Monday, January 2, 2012

El talento culinario de Doña Regina.

El talento culinario de Doña Regina.

Mi mamá fue la madre judía más a trasmano de la tradición que uno pudo encontrar. Tenía muchas de las fallas y pocas de las virtudes. Por supuesto, su pasado en un shtetl de Polonia la marcó para siempre, pero todos los judíos pasaron por problemas similares pero salieron más, digamos, judíos normales.

Dos temas fundamentales: no quiso que sus hijas estudiaran y fue la cocinera más terrible que conocí. Sobre el primer tema, no había argumento plausible. Nunca escuché ninguno, salvo ‘no’.
Sobre el segundo, ella siempre decía: “No me gusta comer y por eso no me gusta cocinar”. Y ahí seguía: “Yo como, porque no tengo más remedio. Si fuera por mí, no comería nunca. Y claro, así me podría morir y mis hijas no tendrían madre”. Particularmente conmigo, seguía: “Pero, ¿por qué, si yo no tuve, vos tenés que tener una madre tan buena como yo?” (Astutamente, nunca le contesté).

A continuación, relataba la historia de su madre que murió en el parto de su sexto hijo, y cómo el shtetl casó de inmediato al padre con una mujer tan fea y mala que no había podido conseguir marido mejor. El nuevo marido llegaba ya provisto de cuatro hijas y un hijo, todos chiquitos. Y la mujer resultó ser alguien que, si es cierto, dejaba por el suelo a la madrastra de Cenicienta. Los trató a todos muy mal, no los alimentaba, tuvo una nena fresca con su nuevo marido y obligaba a las hijastras a cargarla en hombros todo el día. Sí, en los hombros, no en los brazos. O al menos así me lo contaba. Apenas el padre murió, los 5 hermanos se fueron de la casa, rumbo a Varsovia, y nunca más supieron de la madrastra ni de su hijita.

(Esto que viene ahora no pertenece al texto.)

//! Visible-range tracking and slicing
//!
//! The tracker stores whatever first/last row indices the widget reports.
//! Bounds are only enforced when a dataset is sliced.

use serde::{Deserialize, Serialize};

use crate::dataset::Row;

/// Inclusive range of row indices currently scrolled into view
#[derive(Debug, Clone, Copy, Serialize, Deserialize, PartialEq, Eq)]
pub struct VisibleRange {
    pub start: usize,
    pub end: usize,
}

impl VisibleRange {
    /// Create a range, raising `end` to `start` when it arrives below it
    pub fn new(start: usize, end: usize) -> Self {
        Self {
            start,
            end: end.max(start),
        }
    }

    /// Number of indices covered, ignoring dataset bounds
    pub fn len(&self) -> usize {
        self.end.saturating_sub(self.start).saturating_add(1)
    }

    /// Slice `rows` to this range, clamped to the rows available
    ///
    /// A range past the end of `rows` yields a shorter or empty slice.
    pub fn slice<'a>(&self, rows: &'a [Row]) -> &'a [Row] {
        if self.start >= rows.len() || self.end < self.start {
            return &[];
        }
        let end = self.end.min(rows.len() - 1);
        &rows[self.start..=end]
    }
}

impl Default for VisibleRange {
    fn default() -> Self {
        Self { start: 0, end: 50 }
    }
}

/// Records the viewport reported by the grid widget
#[derive(Debug, Clone, Default)]
pub struct VisibleRangeTracker {
    range: VisibleRange,
}

impl VisibleRangeTracker {
    /// Start tracking from `initial`, before the widget reports anything
    pub fn new(initial: VisibleRange) -> Self {
        Self { range: initial }
    }

    /// Handle a viewport-scroll notification
    pub fn on_viewport_changed(&mut self, first: usize, last: usize) {
        self.range = VisibleRange::new(first, last);
        tracing::trace!(start = self.range.start, end = self.range.end, "Viewport changed");
    }

    /// Most recently reported viewport
    pub fn range(&self) -> VisibleRange {
        self.range
    }
}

Lo de la cocina, es tema independiente. Como dijo una vez mi sobrina: “La abuela Regina es la única persona que conozco que puede matar una bolsa de fideos”. Gran verdad. Echaba los fideos en el agua y empezaba a revolver. Y seguía y seguía, hasta que la pasta se deshacía y quedaba en el fondo de la olla una montaña pegajosa, imposible de separar. A la hora de comer, venía a la mesa con la olla y un imprescindible cucharón y nos echaba en los platos una bola de masa informe y gelatinosa, sin siquiera grumos de los que agarrarse. Digamos que se podía definir por el ruido que hacía al servirla. Plop. Y conste que eso era lo mejor de la cena.

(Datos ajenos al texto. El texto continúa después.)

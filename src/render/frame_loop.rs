//! Rate-bounded render loop
//!
//! Each scheduling tick either does one frame of work or skips. A frame
//! pulls the next dataset, pushes only the visible slice into the grid, and
//! adds the frame's volume to a counter that is emitted on flush.

use serde::{Deserialize, Serialize};
use std::time::Duration;
use tokio::time::Instant;

use super::latency::LatencyWindow;
use crate::dataset::DatasetCycler;
use crate::events::UpdateEmitter;
use crate::grid::{GridSink, GridState, VisibleRange};

/// Which volume a frame contributes to the emitted update count
#[derive(Debug, Clone, Copy, Default, Serialize, Deserialize, PartialEq, Eq)]
#[serde(rename_all = "lowercase")]
pub enum RateBasis {
    /// Full dataset length: how much data arrived
    #[default]
    Dataset,
    /// Visible slice length: how much data was rendered
    Visible,
}

/// Render loop settings
#[derive(Debug, Clone)]
pub struct RenderConfig {
    /// Minimum time between executed frames
    pub frame_interval: Duration,
    /// Slack on the frame interval, so a tick that lands just short of it
    /// still runs; usually half the scheduling tick
    pub frame_tolerance: Duration,
    /// Minimum time between counter flushes in `flush_if_due`
    pub flush_interval: Duration,
    /// Number of frame durations in the latency window
    pub latency_window: usize,
    pub rate_basis: RateBasis,
}

impl Default for RenderConfig {
    fn default() -> Self {
        Self {
            frame_interval: Duration::from_millis(66),
            frame_tolerance: Duration::ZERO,
            flush_interval: Duration::from_millis(1000),
            latency_window: super::latency::DEFAULT_LATENCY_WINDOW,
            rate_basis: RateBasis::Dataset,
        }
    }
}

/// Conditions that must hold off frame work without stopping the loop
#[derive(Debug, Clone, Copy, Default)]
pub struct Suppression {
    pub paused: bool,
    pub grid: GridState,
}

impl Suppression {
    pub fn is_active(&self) -> bool {
        self.paused || self.grid.is_busy()
    }
}

/// Result of a single scheduling tick
#[derive(Debug, Clone, Copy, PartialEq, Eq)]
pub enum FrameOutcome {
    /// A frame ran
    Rendered {
        /// Rows handed to the grid
        applied: usize,
        /// Volume added to the update counter
        counted: u64,
    },
    /// A frame ran but the cycler had nothing to give
    Empty,
    /// Too soon after the previous frame
    Throttled,
    /// Paused, or the widget is busy
    Suppressed,
}

/// Frame counters, for snapshots
#[derive(Debug, Clone, Copy, Default, Serialize, PartialEq, Eq)]
pub struct RenderStats {
    pub frames_rendered: u64,
    pub frames_empty: u64,
    pub frames_throttled: u64,
    pub frames_suppressed: u64,
    /// Total rows handed to the grid
    pub rows_applied: u64,
}

/// Drives the grid at a bounded frame rate
pub struct RenderLoop {
    config: RenderConfig,
    cycler: DatasetCycler,
    last_frame: Option<Instant>,
    last_flush: Instant,
    /// Volume accumulated since the last flush
    pending: u64,
    latency: LatencyWindow,
    stats: RenderStats,
}

impl RenderLoop {
    /// Create a render loop pulling from `cycler`
    pub fn new(config: RenderConfig, cycler: DatasetCycler, now: Instant) -> Self {
        let latency = LatencyWindow::new(config.latency_window);
        Self {
            config,
            cycler,
            last_frame: None,
            last_flush: now,
            pending: 0,
            latency,
            stats: RenderStats::default(),
        }
    }

    /// Load the first dataset into the grid in full
    pub fn prime<G: GridSink + ?Sized>(&mut self, grid: &mut G) {
        let dataset = self.cycler.advance();
        grid.load(&dataset);
        tracing::info!(rows = dataset.len(), "Grid primed with initial dataset");
    }

    /// Run one scheduling tick
    pub fn tick<G: GridSink + ?Sized>(
        &mut self,
        now: Instant,
        suppression: Suppression,
        range: VisibleRange,
        grid: &mut G,
    ) -> FrameOutcome {
        if let Some(last) = self.last_frame {
            let elapsed = now.saturating_duration_since(last);
            if elapsed + self.config.frame_tolerance < self.config.frame_interval {
                self.stats.frames_throttled += 1;
                return FrameOutcome::Throttled;
            }
        }

        if suppression.is_active() {
            self.stats.frames_suppressed += 1;
            return FrameOutcome::Suppressed;
        }

        self.last_frame = Some(now);

        let dataset = self.cycler.advance();
        if dataset.is_empty() {
            self.stats.frames_empty += 1;
            return FrameOutcome::Empty;
        }

        let started = std::time::Instant::now();
        let visible = range.slice(&dataset);
        grid.apply_update(visible);
        self.latency.record(started.elapsed());

        let counted = match self.config.rate_basis {
            RateBasis::Dataset => dataset.len() as u64,
            RateBasis::Visible => visible.len() as u64,
        };
        self.pending += counted;

        self.stats.frames_rendered += 1;
        self.stats.rows_applied += visible.len() as u64;

        tracing::trace!(
            applied = visible.len(),
            counted,
            start = range.start,
            end = range.end,
            "Frame rendered"
        );

        FrameOutcome::Rendered {
            applied: visible.len(),
            counted,
        }
    }

    /// Emit the accumulated count and reset it
    pub fn flush(&mut self, now: Instant, emitter: &UpdateEmitter) -> u64 {
        let count = std::mem::take(&mut self.pending);
        self.last_flush = now;
        emitter.emit(count);
        count
    }

    /// Flush only if the flush interval has passed since the last flush
    pub fn flush_if_due(&mut self, now: Instant, emitter: &UpdateEmitter) -> Option<u64> {
        if now.saturating_duration_since(self.last_flush) < self.config.flush_interval {
            return None;
        }
        Some(self.flush(now, emitter))
    }

    /// Volume accumulated since the last flush
    pub fn pending(&self) -> u64 {
        self.pending
    }

    /// Moving-average duration of the slice+handoff step
    pub fn average_latency(&self) -> Duration {
        self.latency.average()
    }

    pub fn stats(&self) -> RenderStats {
        self.stats
    }

    pub fn config(&self) -> &RenderConfig {
        &self.config
    }
}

Peor eran los tucos. Siempre fue muy dada a comer saludable, lo que se tradujo como ‘nada de grasas’ ni nada de gustos. Una vez nos explicó que había conseguido una manera más sana de hacer salsa para pastas. Había eliminado totalmente el aceite y ‘doraba’ la cebolla en agua. Ahí, agregaba la zanahoria rallada en esa agua vagamente encebollada. Tal vez algún tomate, sin piel ni semillas, y de ser posible sin sal ni condimentos. El resultado era, obviamente, un asopáu de cebolla y zanahoria hervida. Esa combinación, volcada encima de la masa de los ex-fideos, hacía las delicias de mi familia. “¿Está rico mi tuquito, no?”, preguntó una vez. Mi papá y yo nos agarramos las manos bajo la mesa, para poder contestar a dúo ‘sí’, sin reírnos. Era de terror.

Otra brillantez eran sus milanesas. “Las milanesas de tu hermana son negras y crocantes, no blancas y blanditas como las mías”. Ni que hablar que cada vez que yo podía, me escapaba a comer buenas milanesas a casa de mi hermana.

No es por casualidad, que no aprendí a cocinar ni un huevo duro. La primera vez, a los 19 años y ya casada, que fui a hacer un churrasco, lo puse en plancha fría por no saber que había que calentarla primero. El humo me enseñó.

A veces envidiaba a mis amigas que iban contentas a sus casas porque la madre ese día había hecho algo especial. Aunque parezca mentira, mi madre no tuvo nunca recetas especiales de ningún tipo. Yo era un asco para comer y eso la sacaba de quicio. En el examen de salud obligatorio al que debíamos ir para un carnet de salud, antes de entrar a secundaria, me pusieron ‘síntomas de raquitismo’. Y por eso, mi mamá me chilló y chilló, durante un par de horas – y siguió acusándome durante muchos años, de la vergüenza que la había hecho pasar con esa nota en el carnet. La culpa era definitivamente, mía.

Lamento que ella ya no esté, porque tal vez si yo pudiera ir a comer a su casa de vez en cuando, no me costaría nada mantenerme en un peso más saludable que el que tengo ahora.